◆ EXERCISE REQUIREMENTS ◆
With no line omitted, restate the records below exactly as they appear.

>>>

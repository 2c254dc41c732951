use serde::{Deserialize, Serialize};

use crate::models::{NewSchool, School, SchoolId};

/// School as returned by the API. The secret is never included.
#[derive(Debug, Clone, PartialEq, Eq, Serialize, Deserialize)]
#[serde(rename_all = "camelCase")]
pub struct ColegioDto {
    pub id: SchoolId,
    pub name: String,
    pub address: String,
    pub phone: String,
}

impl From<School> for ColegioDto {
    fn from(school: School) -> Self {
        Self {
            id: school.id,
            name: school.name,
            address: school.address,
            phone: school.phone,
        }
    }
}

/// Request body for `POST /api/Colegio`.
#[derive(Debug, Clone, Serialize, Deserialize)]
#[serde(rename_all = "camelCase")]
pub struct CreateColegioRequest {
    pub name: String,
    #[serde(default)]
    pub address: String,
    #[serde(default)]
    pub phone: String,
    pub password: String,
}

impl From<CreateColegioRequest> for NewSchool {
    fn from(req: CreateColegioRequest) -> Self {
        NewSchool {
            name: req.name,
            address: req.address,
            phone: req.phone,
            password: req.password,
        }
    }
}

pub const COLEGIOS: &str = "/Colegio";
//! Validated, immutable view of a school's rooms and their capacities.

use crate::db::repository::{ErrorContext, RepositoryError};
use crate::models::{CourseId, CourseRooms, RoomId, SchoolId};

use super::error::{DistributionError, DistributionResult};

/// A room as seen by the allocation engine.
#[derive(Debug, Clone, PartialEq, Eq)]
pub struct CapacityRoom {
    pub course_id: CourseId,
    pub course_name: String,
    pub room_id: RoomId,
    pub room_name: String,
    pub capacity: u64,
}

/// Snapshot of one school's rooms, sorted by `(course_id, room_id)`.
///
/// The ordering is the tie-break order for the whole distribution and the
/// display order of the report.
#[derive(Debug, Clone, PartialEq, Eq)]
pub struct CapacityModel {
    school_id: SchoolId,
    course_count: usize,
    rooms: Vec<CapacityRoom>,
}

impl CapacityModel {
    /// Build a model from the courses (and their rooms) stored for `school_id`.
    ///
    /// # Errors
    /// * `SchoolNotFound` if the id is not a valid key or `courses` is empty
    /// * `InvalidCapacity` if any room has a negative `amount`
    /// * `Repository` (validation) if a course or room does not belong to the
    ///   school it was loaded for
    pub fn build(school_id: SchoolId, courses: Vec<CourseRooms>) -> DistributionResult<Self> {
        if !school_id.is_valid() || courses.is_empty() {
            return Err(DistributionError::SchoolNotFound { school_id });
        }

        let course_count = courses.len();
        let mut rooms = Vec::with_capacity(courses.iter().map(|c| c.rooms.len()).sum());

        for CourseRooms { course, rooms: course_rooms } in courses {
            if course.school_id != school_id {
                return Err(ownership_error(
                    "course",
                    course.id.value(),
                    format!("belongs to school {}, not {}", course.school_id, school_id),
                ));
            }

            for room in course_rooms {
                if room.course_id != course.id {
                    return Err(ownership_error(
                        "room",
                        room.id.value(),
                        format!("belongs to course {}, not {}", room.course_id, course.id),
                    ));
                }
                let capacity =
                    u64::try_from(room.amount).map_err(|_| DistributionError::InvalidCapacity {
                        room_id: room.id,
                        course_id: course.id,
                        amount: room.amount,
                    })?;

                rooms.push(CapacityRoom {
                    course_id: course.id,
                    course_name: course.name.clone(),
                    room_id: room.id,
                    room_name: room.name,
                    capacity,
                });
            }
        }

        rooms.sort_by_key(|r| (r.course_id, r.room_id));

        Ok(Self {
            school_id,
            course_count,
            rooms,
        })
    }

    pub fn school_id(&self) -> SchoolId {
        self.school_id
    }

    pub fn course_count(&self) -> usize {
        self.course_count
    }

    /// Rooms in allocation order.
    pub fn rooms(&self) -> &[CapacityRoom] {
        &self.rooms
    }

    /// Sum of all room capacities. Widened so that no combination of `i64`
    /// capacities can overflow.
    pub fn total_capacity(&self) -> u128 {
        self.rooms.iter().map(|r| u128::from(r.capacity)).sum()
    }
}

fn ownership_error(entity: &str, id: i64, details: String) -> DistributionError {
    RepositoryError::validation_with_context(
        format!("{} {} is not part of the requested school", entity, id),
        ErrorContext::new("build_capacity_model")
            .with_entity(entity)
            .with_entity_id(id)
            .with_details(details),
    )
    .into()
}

<<<

◆ SOLUTION TO THIS EXERCISE ◆
repository 2c254dc41c732951
use serde::{Deserialize, Serialize};

use crate::models::{NewSchool, School, SchoolId};

/// School as returned by the API. The secret is never included.
#[derive(Debug, Clone, PartialEq, Eq, Serialize, Deserialize)]
#[serde(rename_all = "camelCase")]
pub struct ColegioDto {
    pub id: SchoolId,
    pub name: String,
    pub address: String,
    pub phone: String,
}

impl From<School> for ColegioDto {
    fn from(school: School) -> Self {
        Self {
            id: school.id,
            name: school.name,
            address: school.address,
            phone: school.phone,
        }
    }
}

/// Request body for `POST /api/Colegio`.
#[derive(Debug, Clone, Serialize, Deserialize)]
#[serde(rename_all = "camelCase")]
pub struct CreateColegioRequest {
    pub name: String,
    #[serde(default)]
    pub address: String,
    #[serde(default)]
    pub phone: String,
    pub password: String,
}

impl From<CreateColegioRequest> for NewSchool {
    fn from(req: CreateColegioRequest) -> Self {
        NewSchool {
            name: req.name,
            address: req.address,
            phone: req.phone,
            password: req.password,
        }
    }
}

pub const COLEGIOS: &str = "/Colegio";
//! Validated, immutable view of a school's rooms and their capacities.

use crate::db::repository::{ErrorContext, RepositoryError};
use crate::models::{CourseId, CourseRooms, RoomId, SchoolId};

use super::error::{DistributionError, DistributionResult};

/// A room as seen by the allocation engine.
#[derive(Debug, Clone, PartialEq, Eq)]
pub struct CapacityRoom {
    pub course_id: CourseId,
    pub course_name: String,
    pub room_id: RoomId,
    pub room_name: String,
    pub capacity: u64,
}

/// Snapshot of one school's rooms, sorted by `(course_id, room_id)`.
///
/// The ordering is the tie-break order for the whole distribution and the
/// display order of the report.
#[derive(Debug, Clone, PartialEq, Eq)]
pub struct CapacityModel {
    school_id: SchoolId,
    course_count: usize,
    rooms: Vec<CapacityRoom>,
}

impl CapacityModel {
    /// Build a model from the courses (and their rooms) stored for `school_id`.
    ///
    /// # Errors
    /// * `SchoolNotFound` if the id is not a valid key or `courses` is empty
    /// * `InvalidCapacity` if any room has a negative `amount`
    /// * `Repository` (validation) if a course or room does not belong to the
    ///   school it was loaded for
    pub fn build(school_id: SchoolId, courses: Vec<CourseRooms>) -> DistributionResult<Self> {
        if !school_id.is_valid() || courses.is_empty() {
            return Err(DistributionError::SchoolNotFound { school_id });
        }

        let course_count = courses.len();
        let mut rooms = Vec::with_capacity(courses.iter().map(|c| c.rooms.len()).sum());

        for CourseRooms { course, rooms: course_rooms } in courses {
            if course.school_id != school_id {
                return Err(ownership_error(
                    "course",
                    course.id.value(),
                    format!("belongs to school {}, not {}", course.school_id, school_id),
                ));
            }

            for room in course_rooms {
                if room.course_id != course.id {
                    return Err(ownership_error(
                        "room",
                        room.id.value(),
                        format!("belongs to course {}, not {}", room.course_id, course.id),
                    ));
                }
                let capacity =
                    u64::try_from(room.amount).map_err(|_| DistributionError::InvalidCapacity {
                        room_id: room.id,
                        course_id: course.id,
                        amount: room.amount,
                    })?;

                rooms.push(CapacityRoom {
                    course_id: course.id,
                    course_name: course.name.clone(),
                    room_id: room.id,
                    room_name: room.name,
                    capacity,
                });
            }
        }

        rooms.sort_by_key(|r| (r.course_id, r.room_id));

        Ok(Self {
            school_id,
            course_count,
            rooms,
        })
    }

    pub fn school_id(&self) -> SchoolId {
        self.school_id
    }

    pub fn course_count(&self) -> usize {
        self.course_count
    }

    /// Rooms in allocation order.
    pub fn rooms(&self) -> &[CapacityRoom] {
        &self.rooms
    }

    /// Sum of all room capacities. Widened so that no combination of `i64`
    /// capacities can overflow.
    pub fn total_capacity(&self) -> u128 {
        self.rooms.iter().map(|r| u128::from(r.capacity)).sum()
    }
}

fn ownership_error(entity: &str, id: i64, details: String) -> DistributionError {
    RepositoryError::validation_with_context(
        format!("{} {} is not part of the requested school", entity, id),
        ErrorContext::new("build_capacity_model")
            .with_entity(entity)
            .with_entity_id(id)
            .with_details(details),
    )
    .into()
}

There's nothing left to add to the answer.